10. An apparatus for baking a coating layer on an electrically conductive workpiece, comprising: a plurality of coating drying mechanisms disposed to surround the workpiece; and blower means, each of said coating drying mechanisms comprising a plurality of casings having one end open toward the workpiece and movable, toward and away from the workpiece, and induction coils disposed respectively in said casings, the arrangement being such that a gas supplied from said blower means is applied through said induction coils in said casings to the surface of said coating layer.

11. An apparatus according to claim 10, wherein said induction coils are disposed in said casings near said open ends, said blower means having outlet ports opening at opposite ends of said casings for applying the gas through gaps of said induction coils to the surface of said coating layer.

12. An apparatus according to claim 10 or 11, further including drive sources coupled respectively to said casings for moving the casings toward and away from said workpiece, said blower means including tubes in the form of bellows connected to said casings.

13. An apparatus according to claim 10 or 11, wherein said blower means has a gas supply source, further including a flow control valve disposed between said gas supply source and said casings, and a temperature sensor disposed in one of said casings near the induction coil, and means for adjusting the amount of the gas to be supplied to said casings based on the temperature detected by said temperature sensor.

14. A method of baking a coating layer on a workpiece, wherein said workpiece has a first portion of a greater thickness and a second portion of a smaller thickness, comprising the steps of: applying a coating layer to said workpiece; thereafter bringing said workpiece into an electrically conductive heating housing; supplying an electric current to an induction coil disposed outside said heating housing to induce eddy currents in said workpiece to heat the workpiece with said eddy currents, wherein said induction coil includes a first group of turns adjacent to said first portion and a second group of turns adjacent to said second portion, said turns of the first group being spaced a smaller distance than the distance by which said turns of the second group are spaced; and heating said workpiece with radiant heat produced from said heating housing to dry the coating layer on the workpiece.

15. A method according to claim 14, wherein a gas is applied to the surface of the coating layer on the workpiece while said workpiece is being heated by the heating housing which is heated by said induction coil.

16. An apparatus for baking a coating layer on a workpiece, wherein the workpiece has a first portion of a greater thickness and a second portion of a smaller thickness, comprising: an electrically conductive heating housing defining a space for receiving the workpiece therein; an induction coil disposed outside said heating housing, said heating housing and said induction coil being spaced from each other; and an electric power supply coupled to said induction coil for energizing the induction coil to heat said heating housing by induction to cause the heating housing to produce heat for drying the coating layer on the workpiece; wherein said induction coil includes a first group of turns adjacent to said first portion and a second group of turns adjacent to said second portion, said turns of the first group being spaced a smaller distance than the distance by which said turns of the second group are spaced.

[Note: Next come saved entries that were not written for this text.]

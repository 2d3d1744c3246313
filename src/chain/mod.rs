// SPDX-License-Identifier: AGPL-3.0-or-later
//
// Copyright (C) 2026 Relational Network

//! # Devnet
//!
//! An in-process chain hosting key registries, provider directories,
//! account factories and accounts.
//!
//! Transactions are applied one at a time. Each one runs against a copy of
//! the world state and the copy replaces the live state only when every
//! step succeeded, so a rejected transaction leaves no trace: no nonce bump,
//! no value moved, no contract written.

pub mod error;
pub mod types;
pub mod world;

use std::collections::HashMap;

use alloy::primitives::{Address, B256, U256};
use chrono::Utc;
use tracing::{info, warn};

pub use error::ChainError;
pub use types::{Call, Contract, ContractKind, Receipt, Transaction};
pub use world::{Execution, WorldState};

use crate::account::AddressScheme;

/// The devnet: world state plus committed receipts.
#[derive(Debug)]
pub struct Chain {
    chain_id: u64,
    state: WorldState,
    receipts: HashMap<B256, Receipt>,
    block_number: u64,
}

impl Chain {
    pub fn new(chain_id: u64, default_scheme: AddressScheme) -> Self {
        Self {
            chain_id,
            state: WorldState::new(default_scheme),
            receipts: HashMap::new(),
            block_number: 0,
        }
    }

    /// Credit initial balances and unlock each allocated address as a dev
    /// account.
    pub fn with_genesis(mut self, allocations: impl IntoIterator<Item = (Address, U256)>) -> Self {
        for (address, amount) in allocations {
            self.state.register_dev_account(address);
            self.state.credit(address, amount);
        }
        self
    }

    pub fn chain_id(&self) -> u64 {
        self.chain_id
    }

    pub fn block_number(&self) -> u64 {
        self.block_number
    }

    pub fn state(&self) -> &WorldState {
        &self.state
    }

    pub fn balance(&self, address: Address) -> U256 {
        self.state.balance(address)
    }

    pub fn nonce(&self, address: Address) -> u64 {
        self.state.nonce(address)
    }

    pub fn contract(&self, address: Address) -> Option<&Contract> {
        self.state.contract(address)
    }

    pub fn receipt(&self, tx_hash: &B256) -> Option<&Receipt> {
        self.receipts.get(tx_hash)
    }

    /// Development faucet: credit `amount` to `address`.
    ///
    /// Funding never unlocks the address as a sender.
    pub fn fund(&mut self, address: Address, amount: U256) -> U256 {
        let balance = self.state.credit(address, amount);
        info!(%address, %amount, %balance, "Address funded");
        balance
    }

    /// Execute and commit a transaction, or reject it without side effects.
    pub fn submit(&mut self, tx: Transaction) -> Result<Receipt, ChainError> {
        let tx_hash = tx.hash().map_err(|e| ChainError::Encoding(e.to_string()))?;

        let mut next = self.state.clone();
        let execution = match next.execute(&tx) {
            Ok(execution) => execution,
            Err(e) => {
                warn!(
                    %tx_hash,
                    from = %tx.from,
                    nonce = tx.nonce,
                    method = tx.call.method(),
                    error_code = e.error_code(),
                    error = %e,
                    "Transaction rejected"
                );
                return Err(e);
            }
        };

        self.state = next;
        self.block_number += 1;

        let receipt = Receipt {
            tx_hash,
            block_number: self.block_number,
            from: tx.from,
            to: tx.to,
            nonce: tx.nonce,
            method: tx.call.method().to_string(),
            contract_address: execution.contract_address,
            timestamp: Utc::now(),
        };
        self.receipts.insert(tx_hash, receipt.clone());

        info!(
            %tx_hash,
            block = self.block_number,
            from = %tx.from,
            nonce = tx.nonce,
            method = tx.call.method(),
            provider = execution.validated.as_ref().map(|v| v.provider.as_str()),
            contract = ?execution.contract_address,
            "Transaction committed"
        );
        Ok(receipt)
    }
}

17. An apparatus according to claim 16, wherein said heating housing and said induction coil are spaced from each other by a substantially equal distance at any position therebetween.

18. An apparatus according to claim 16, further including gas supply means for applying a gas to the surface of the coating layer on the workpiece when the workpiece is heated.

19. An apparatus according to claim 16, wherein said induction coil comprises a plurality of induction coils, and said electric power supply comprises a plurality of electric power supplies connected respectively to said induction coils.